- Opening Delimiter -

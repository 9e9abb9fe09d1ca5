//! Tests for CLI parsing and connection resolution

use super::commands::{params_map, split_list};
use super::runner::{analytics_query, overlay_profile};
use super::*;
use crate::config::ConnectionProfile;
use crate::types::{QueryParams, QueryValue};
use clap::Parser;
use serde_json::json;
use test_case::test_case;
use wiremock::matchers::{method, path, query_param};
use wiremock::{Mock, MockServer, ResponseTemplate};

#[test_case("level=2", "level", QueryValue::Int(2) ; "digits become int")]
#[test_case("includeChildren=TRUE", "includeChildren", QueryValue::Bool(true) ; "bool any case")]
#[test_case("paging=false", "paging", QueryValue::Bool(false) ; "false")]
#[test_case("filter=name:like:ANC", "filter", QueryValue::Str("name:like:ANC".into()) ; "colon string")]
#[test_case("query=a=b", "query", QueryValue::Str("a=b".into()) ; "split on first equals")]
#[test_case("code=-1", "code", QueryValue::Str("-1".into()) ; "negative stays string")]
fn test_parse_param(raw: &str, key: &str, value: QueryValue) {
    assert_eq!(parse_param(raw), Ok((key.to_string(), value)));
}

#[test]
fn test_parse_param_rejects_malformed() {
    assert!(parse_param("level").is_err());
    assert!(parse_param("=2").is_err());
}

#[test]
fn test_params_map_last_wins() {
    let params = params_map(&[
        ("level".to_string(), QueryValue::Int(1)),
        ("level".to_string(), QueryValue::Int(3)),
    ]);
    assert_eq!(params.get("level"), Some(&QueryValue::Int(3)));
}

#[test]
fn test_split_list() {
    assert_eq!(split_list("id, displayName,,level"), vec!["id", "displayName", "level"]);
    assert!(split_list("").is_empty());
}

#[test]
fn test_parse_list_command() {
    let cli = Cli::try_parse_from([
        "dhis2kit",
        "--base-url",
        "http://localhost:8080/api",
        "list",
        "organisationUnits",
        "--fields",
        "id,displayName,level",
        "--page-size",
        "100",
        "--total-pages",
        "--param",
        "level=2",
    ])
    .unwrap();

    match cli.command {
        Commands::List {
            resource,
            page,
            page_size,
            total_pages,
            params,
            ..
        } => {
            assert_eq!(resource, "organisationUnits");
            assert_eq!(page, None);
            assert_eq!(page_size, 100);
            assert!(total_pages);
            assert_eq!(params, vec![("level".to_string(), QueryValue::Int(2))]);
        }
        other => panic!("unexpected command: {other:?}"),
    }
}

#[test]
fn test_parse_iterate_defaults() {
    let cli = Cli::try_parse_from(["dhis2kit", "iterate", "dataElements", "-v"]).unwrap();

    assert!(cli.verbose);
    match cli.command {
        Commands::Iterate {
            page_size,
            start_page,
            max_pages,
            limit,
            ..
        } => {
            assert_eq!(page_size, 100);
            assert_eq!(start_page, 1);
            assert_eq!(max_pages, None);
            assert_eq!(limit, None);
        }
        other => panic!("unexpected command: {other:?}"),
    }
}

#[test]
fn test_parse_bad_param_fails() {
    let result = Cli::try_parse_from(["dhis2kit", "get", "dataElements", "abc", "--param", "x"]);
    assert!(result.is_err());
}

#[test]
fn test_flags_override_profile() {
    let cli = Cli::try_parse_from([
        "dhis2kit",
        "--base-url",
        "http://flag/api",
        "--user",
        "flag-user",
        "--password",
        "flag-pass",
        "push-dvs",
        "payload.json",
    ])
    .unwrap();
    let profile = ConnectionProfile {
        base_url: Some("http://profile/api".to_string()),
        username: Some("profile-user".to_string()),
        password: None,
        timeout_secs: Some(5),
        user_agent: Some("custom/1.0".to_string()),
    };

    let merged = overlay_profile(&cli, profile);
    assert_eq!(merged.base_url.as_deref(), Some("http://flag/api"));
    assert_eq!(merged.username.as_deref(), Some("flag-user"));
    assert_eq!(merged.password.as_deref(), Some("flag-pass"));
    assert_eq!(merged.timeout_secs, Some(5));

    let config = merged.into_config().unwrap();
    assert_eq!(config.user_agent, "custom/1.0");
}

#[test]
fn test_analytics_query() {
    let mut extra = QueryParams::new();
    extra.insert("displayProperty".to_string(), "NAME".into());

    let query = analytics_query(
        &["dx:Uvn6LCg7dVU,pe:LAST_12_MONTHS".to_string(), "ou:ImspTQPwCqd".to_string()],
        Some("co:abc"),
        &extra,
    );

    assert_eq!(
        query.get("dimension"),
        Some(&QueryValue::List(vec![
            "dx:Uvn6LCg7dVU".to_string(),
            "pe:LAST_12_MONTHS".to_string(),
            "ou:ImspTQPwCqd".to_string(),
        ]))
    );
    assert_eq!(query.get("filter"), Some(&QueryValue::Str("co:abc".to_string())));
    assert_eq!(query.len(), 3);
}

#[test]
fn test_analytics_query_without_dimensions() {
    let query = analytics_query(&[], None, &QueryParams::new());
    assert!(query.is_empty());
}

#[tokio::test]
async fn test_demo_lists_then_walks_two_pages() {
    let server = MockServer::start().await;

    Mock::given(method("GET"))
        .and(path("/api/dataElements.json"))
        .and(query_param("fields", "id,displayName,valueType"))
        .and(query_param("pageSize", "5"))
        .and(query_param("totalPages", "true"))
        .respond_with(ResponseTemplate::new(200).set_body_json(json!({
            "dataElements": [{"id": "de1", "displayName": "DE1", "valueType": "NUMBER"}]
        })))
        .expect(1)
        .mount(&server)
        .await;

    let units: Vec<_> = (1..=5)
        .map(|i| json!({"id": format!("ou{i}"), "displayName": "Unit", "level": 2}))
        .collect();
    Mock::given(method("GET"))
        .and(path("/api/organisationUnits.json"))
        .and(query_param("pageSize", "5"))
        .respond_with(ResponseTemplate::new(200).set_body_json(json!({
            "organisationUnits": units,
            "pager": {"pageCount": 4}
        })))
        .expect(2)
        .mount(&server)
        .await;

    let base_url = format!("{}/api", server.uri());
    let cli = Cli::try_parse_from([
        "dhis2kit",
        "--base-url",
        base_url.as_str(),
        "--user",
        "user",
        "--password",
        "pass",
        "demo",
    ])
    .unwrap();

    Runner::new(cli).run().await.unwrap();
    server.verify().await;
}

- Closing Delimiter -

Work out how many lines in the material above hold the word "MockServer"; answer with the number only.

### Written solution
2